From the listing below, pull out the lines that hold "sqlx".

_ _ _ _ _ _ _

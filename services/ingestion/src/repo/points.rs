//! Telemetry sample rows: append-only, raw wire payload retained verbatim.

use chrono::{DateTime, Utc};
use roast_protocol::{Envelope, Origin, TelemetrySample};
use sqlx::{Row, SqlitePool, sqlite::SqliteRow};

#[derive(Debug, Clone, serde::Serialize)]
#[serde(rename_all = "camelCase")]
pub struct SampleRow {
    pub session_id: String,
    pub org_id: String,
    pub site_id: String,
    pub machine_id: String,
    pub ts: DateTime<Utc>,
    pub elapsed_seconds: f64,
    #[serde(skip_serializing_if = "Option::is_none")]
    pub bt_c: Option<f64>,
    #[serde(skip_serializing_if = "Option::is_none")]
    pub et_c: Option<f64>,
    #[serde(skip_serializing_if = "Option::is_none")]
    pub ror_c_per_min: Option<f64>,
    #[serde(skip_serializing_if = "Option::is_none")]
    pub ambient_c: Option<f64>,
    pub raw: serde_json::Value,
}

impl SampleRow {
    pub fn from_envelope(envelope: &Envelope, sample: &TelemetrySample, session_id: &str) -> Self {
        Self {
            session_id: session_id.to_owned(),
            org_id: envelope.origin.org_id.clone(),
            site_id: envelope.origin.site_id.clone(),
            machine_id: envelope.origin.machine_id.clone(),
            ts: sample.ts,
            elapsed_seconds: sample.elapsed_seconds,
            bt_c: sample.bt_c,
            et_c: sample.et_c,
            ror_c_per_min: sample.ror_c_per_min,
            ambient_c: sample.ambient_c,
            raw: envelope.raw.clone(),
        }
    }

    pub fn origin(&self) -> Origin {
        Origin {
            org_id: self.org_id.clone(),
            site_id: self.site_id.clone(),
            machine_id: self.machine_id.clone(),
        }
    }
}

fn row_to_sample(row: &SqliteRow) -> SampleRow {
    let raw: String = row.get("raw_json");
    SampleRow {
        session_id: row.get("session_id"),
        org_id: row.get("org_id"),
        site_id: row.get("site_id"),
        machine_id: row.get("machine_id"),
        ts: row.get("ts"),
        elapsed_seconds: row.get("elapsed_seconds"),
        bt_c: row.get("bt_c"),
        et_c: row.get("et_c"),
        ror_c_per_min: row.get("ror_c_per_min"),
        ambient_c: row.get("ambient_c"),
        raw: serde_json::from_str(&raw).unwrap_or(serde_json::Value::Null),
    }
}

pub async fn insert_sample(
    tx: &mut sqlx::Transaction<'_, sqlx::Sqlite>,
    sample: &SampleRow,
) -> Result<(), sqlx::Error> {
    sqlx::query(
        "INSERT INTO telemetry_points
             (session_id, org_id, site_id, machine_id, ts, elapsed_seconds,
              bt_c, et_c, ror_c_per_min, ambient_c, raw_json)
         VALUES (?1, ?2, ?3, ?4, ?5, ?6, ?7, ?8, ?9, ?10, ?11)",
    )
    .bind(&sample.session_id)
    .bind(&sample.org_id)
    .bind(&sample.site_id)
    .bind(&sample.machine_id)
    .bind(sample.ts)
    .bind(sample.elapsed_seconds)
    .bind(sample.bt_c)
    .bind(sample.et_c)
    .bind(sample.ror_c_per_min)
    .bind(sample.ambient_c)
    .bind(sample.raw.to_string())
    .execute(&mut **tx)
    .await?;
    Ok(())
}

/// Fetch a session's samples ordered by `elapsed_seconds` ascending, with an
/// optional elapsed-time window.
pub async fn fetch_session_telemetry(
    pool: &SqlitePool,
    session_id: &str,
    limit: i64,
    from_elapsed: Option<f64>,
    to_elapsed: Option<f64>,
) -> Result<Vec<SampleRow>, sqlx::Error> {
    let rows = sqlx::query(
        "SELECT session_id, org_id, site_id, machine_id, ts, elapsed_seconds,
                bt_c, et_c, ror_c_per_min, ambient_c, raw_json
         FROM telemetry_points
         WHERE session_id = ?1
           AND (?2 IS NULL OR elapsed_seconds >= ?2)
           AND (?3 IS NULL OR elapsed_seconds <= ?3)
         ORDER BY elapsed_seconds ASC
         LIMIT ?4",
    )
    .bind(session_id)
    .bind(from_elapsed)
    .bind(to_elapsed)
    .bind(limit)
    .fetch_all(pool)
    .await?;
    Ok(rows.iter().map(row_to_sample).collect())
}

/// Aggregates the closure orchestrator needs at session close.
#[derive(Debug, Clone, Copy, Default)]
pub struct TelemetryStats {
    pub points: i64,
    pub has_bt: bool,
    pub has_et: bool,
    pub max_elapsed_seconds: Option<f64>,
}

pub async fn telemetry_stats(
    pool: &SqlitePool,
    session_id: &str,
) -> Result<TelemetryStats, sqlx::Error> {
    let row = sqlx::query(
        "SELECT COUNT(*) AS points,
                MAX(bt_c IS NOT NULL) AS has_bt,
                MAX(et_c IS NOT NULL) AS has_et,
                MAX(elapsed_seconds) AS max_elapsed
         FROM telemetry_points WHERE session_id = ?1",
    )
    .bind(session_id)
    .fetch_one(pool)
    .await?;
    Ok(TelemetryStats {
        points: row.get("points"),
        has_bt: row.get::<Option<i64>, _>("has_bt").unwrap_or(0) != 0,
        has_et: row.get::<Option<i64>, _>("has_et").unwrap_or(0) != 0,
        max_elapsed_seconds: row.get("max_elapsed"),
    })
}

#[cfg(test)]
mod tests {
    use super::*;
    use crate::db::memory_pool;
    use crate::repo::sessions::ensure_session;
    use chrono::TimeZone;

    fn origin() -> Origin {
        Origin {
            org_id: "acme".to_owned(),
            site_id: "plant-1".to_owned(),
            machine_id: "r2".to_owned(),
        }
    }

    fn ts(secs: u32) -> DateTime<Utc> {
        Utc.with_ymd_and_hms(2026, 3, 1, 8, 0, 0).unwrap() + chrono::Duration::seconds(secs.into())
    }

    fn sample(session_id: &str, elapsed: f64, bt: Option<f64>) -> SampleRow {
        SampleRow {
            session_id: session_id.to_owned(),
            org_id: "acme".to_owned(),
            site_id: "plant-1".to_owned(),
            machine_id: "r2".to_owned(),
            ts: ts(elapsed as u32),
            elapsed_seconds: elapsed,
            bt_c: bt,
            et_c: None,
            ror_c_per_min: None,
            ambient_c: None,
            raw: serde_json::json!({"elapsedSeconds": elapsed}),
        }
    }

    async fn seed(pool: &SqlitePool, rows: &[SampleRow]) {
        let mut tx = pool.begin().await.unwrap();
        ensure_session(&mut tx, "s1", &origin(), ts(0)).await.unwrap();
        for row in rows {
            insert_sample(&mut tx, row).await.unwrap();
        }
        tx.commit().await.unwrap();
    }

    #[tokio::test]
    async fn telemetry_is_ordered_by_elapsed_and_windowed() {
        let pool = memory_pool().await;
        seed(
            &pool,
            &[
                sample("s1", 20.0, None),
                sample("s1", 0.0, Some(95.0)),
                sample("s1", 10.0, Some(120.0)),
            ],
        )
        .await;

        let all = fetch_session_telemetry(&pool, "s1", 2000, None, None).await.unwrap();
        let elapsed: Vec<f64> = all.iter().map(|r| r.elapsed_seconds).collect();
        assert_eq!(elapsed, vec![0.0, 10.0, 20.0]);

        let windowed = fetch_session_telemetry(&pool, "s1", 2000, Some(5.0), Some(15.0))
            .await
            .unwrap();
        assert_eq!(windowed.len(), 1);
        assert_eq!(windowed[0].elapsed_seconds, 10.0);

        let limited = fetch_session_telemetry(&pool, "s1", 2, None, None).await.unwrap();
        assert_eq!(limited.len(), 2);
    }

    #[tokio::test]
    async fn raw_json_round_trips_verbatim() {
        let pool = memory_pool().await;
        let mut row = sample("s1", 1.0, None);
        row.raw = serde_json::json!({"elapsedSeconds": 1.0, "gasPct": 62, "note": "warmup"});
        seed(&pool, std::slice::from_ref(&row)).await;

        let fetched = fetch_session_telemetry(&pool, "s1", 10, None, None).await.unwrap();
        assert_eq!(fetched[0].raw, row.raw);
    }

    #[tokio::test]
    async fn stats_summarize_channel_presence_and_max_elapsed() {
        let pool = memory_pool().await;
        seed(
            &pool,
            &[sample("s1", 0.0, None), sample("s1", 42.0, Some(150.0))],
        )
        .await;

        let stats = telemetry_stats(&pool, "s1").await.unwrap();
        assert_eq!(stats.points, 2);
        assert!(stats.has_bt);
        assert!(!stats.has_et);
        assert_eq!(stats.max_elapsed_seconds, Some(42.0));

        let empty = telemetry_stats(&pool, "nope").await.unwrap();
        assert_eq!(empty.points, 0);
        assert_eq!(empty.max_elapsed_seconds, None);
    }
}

_ _ _ _ _ _ _

**Response area:**
use sqlx::{Row, SqlitePool, sqlite::SqliteRow};
    tx: &mut sqlx::Transaction<'_, sqlx::Sqlite>,
) -> Result<(), sqlx::Error> {
    sqlx::query(
) -> Result<Vec<SampleRow>, sqlx::Error> {
    let rows = sqlx::query(
) -> Result<TelemetryStats, sqlx::Error> {
    let row = sqlx::query(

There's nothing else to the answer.